Lo stilista ad Arezzo per lanciare uno spettacolo: «Il sindaco era d’accordo, ci hanno fermato da Roma. Mi auguro che al Ministero cambino idea»

AREZZO. La speranza è la nota costante nella vita di Pierre Cardin e anche per il Palais Lumière. Ma chi è come lo farà resta un mistero, se ieri mattina il miliardario maestro dell’alta moda internazionale ha ordinato di chiudere la società italiana che doveva costruire la mega torre in vetro di Porto Marghera e avviare una serie di non meglio specificate “procedimenti giuridici” verso gli enti che hanno seguito - e bocciato - l’iter che avrebbe dovuto portare alla sua costruzione.

A Stia, paesino in provincia d’Arezzo dove lui ha una fonte d’acqua che imbottiglia per i suoi ristoranti a catena “Maxim’s”, sta producendo, alla veneranda età un’opera musicale, l' “Amleto”, affidata alla regia di un giovane regista veneto, il padovano Daniele Martini. Potrebbe farlo a Lacoste, in Francia, dove possiede un intero borgo con tre teatri con mille posti e uno studio di produzione cinematografica e dove organizza centinaia di spettacoli e mostre.

Invece torna sempre al Veneto. Perché quello del Veneto e dei giovani, a 91 anni, sembra essere diventato qualcosa di più di un desiderio: quasi una missione.

Questo nonostante la porta chiusa?
«Non c’è nessuna chiusura. È un capitolo chiuso? Sì, ma c’è ancora speranza. Io sono positivo, spero che cambino idea. Non a Venezia. A Venezia il sindaco era d’accordo.

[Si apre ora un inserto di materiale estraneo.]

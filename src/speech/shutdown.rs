use std::sync::atomic::{AtomicBool, Ordering};
use tokio::signal;
use tokio::sync::Notify;

/// Shutdown coordination for the speech server.
///
/// Resolves on Ctrl-C, SIGTERM, or a call to [`signal_shutdown`](Self::signal_shutdown).
pub struct ShutdownManager {
    shutdown: AtomicBool,
    notify: Notify,
}

impl ShutdownManager {
    pub fn new() -> Self {
        Self {
            shutdown: AtomicBool::new(false),
            notify: Notify::new(),
        }
    }

    pub async fn wait_for_shutdown(&self) -> std::io::Result<()> {
        let notified = self.notify.notified();
        if self.is_shutting_down() {
            return Ok(());
        }

        #[cfg(unix)]
        {
            let mut sigterm = signal::unix::signal(signal::unix::SignalKind::terminate())?;
            tokio::select! {
                _ = signal::ctrl_c() => {},
                _ = sigterm.recv() => {},
                _ = notified => {},
            }
        }

        #[cfg(not(unix))]
        {
            tokio::select! {
                _ = signal::ctrl_c() => {},
                _ = notified => {},
            }
        }

        self.shutdown.store(true, Ordering::SeqCst);
        tracing::info!("Shutting down gracefully...");
        Ok(())
    }

    pub fn signal_shutdown(&self) {
        self.shutdown.store(true, Ordering::SeqCst);
        self.notify.notify_waiters();
    }

    pub fn is_shutting_down(&self) -> bool {
        self.shutdown.load(Ordering::SeqCst)
    }
}

impl Default for ShutdownManager {
    fn default() -> Self {
        Self::new()
    }
}
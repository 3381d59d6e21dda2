//! Credential resolution from configuration.
//!
//! Secrets come from the config file first and the environment second. They
//! are resolved on demand and wrapped so they never end up in logs.

use super::types::{CloudConfig, SpeechConfig};

pub const CLOUD_URL_ENV: &str = "PHONICS_CLOUD_URL";
pub const CLOUD_KEY_ENV: &str = "PHONICS_CLOUD_KEY";
pub const SPEECH_KEY_ENV: &str = "ELEVENLABS_API_KEY";

/// Wrapper for sensitive strings that prevents accidental logging.
///
/// The inner value is never exposed via Debug or Display traits.
/// Use `expose()` to access the actual value when needed for API calls.
#[derive(Clone, PartialEq, Eq)]
pub struct SecureString(String);

impl SecureString {
    pub fn new(value: String) -> Self {
        Self(value)
    }

    /// Use sparingly and only when actually sending to APIs.
    pub fn expose(&self) -> &str {
        &self.0
    }
}

impl std::fmt::Debug for SecureString {
    fn fmt(&self, f: &mut std::fmt::Formatter<'_>) -> std::fmt::Result {
        write!(f, "SecureString(••••••••)")
    }
}

impl std::fmt::Display for SecureString {
    fn fmt(&self, f: &mut std::fmt::Formatter<'_>) -> std::fmt::Result {
        write!(f, "••••••••")
    }
}

/// Status of credential resolution.
#[derive(Debug, Clone, PartialEq, Eq)]
pub enum CredentialStatus {
    Configured(SecureString),
    Unconfigured {
        /// Reason for missing configuration.
        reason: String,
    },
}

impl CredentialStatus {
    pub fn secret(&self) -> Option<&SecureString> {
        match self {
            CredentialStatus::Configured(secret) => Some(secret),
            CredentialStatus::Unconfigured { .. } => None,
        }
    }

    pub fn is_configured(&self) -> bool {
        matches!(self, CredentialStatus::Configured(_))
    }
}

/// Pick the configured value, falling back to `env_value`. Blank strings
/// count as missing.
pub fn resolve_value(configured: Option<&str>, env_value: Option<String>) -> Option<String> {
    configured
        .map(str::trim)
        .filter(|v| !v.is_empty())
        .map(str::to_string)
        .or_else(|| {
            env_value
                .map(|v| v.trim().to_string())
                .filter(|v| !v.is_empty())
        })
}

fn resolve_secret(configured: Option<&str>, env_var: &str, field: &str) -> CredentialStatus {
    match resolve_value(configured, std::env::var(env_var).ok()) {
        Some(value) => CredentialStatus::Configured(SecureString::new(value)),
        None => CredentialStatus::Unconfigured {
            reason: format!("{field} is not set and {env_var} is empty"),
        },
    }
}

impl CloudConfig {
    /// Resolved on every call so env changes are picked up.
    pub fn resolve_url(&self) -> Option<String> {
        resolve_value(self.url.as_deref(), std::env::var(CLOUD_URL_ENV).ok())
            .map(|url| url.trim_end_matches('/').to_string())
    }

    pub fn resolve_key(&self) -> CredentialStatus {
        resolve_secret(self.anon_key.as_deref(), CLOUD_KEY_ENV, "cloud.anon_key")
    }
}

impl SpeechConfig {
    pub fn resolve_api_key(&self) -> CredentialStatus {
        resolve_secret(self.api_key.as_deref(), SPEECH_KEY_ENV, "speech.api_key")
    }
}

#[cfg(test)]
mod tests {
    use super::*;

    #[test]
    fn test_secure_string_does_not_leak() {
        let secret = SecureString::new("my-secret-key".to_string());

        let debug_output = format!("{:?}", secret);
        assert!(!debug_output.contains("my-secret-key"));
        assert!(debug_output.contains("••••••••"));

        let display_output = format!("{}", secret);
        assert!(!display_output.contains("my-secret-key"));

        assert_eq!(secret.expose(), "my-secret-key");
    }

    #[test]
    fn test_config_value_wins_over_env() {
        assert_eq!(
            resolve_value(Some("from-file"), Some("from-env".to_string())),
            Some("from-file".to_string())
        );
    }

    #[test]
    fn test_blank_config_falls_back_to_env() {
        assert_eq!(
            resolve_value(Some("  "), Some("from-env".to_string())),
            Some("from-env".to_string())
        );
        assert_eq!(resolve_value(None, Some(String::new())), None);
        assert_eq!(resolve_value(None, None), None);
    }

    #[test]
    fn test_configured_key_resolves() {
        let speech = SpeechConfig {
            api_key: Some("xi-123".to_string()),
            ..SpeechConfig::default()
        };
        let status = speech.resolve_api_key();
        assert!(status.is_configured());
        assert_eq!(status.secret().map(|s| s.expose()), Some("xi-123"));
    }
}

È a Roma che spero cambino idea. Ma, guardi, io non chiedo l’elemosina. Se vogliono, ben felice, ma ho la mia età, non posso certo aspettarmi altri che un bellissimo palazzo, ma sottoterra». Ride.

Ma l’iter è fermo la porta resta chiusa. Questa speranza di fronte alla realtà burocratica e legale resta un mistero.
«Guardi, non è per soldi, è per rispetto. Penso a questo palazzo come la porta nuova del futuro di Venezia. Anche se io non ho più l’età. Ora mi dicono che bisogna aspettare altri cinque anni».

Si sente tradito?
«Tradito? No. Capita. Io volevo vederlo. Peccato per Venezia. Volevo fare un’opera di disinquinamento: questo palazzo doveva essere un mazzo di fiori per la rinascita della città di Venezia. Un regalo. Ora metterò i soldi in Svizzera (ride). Sto scherzando naturalmente».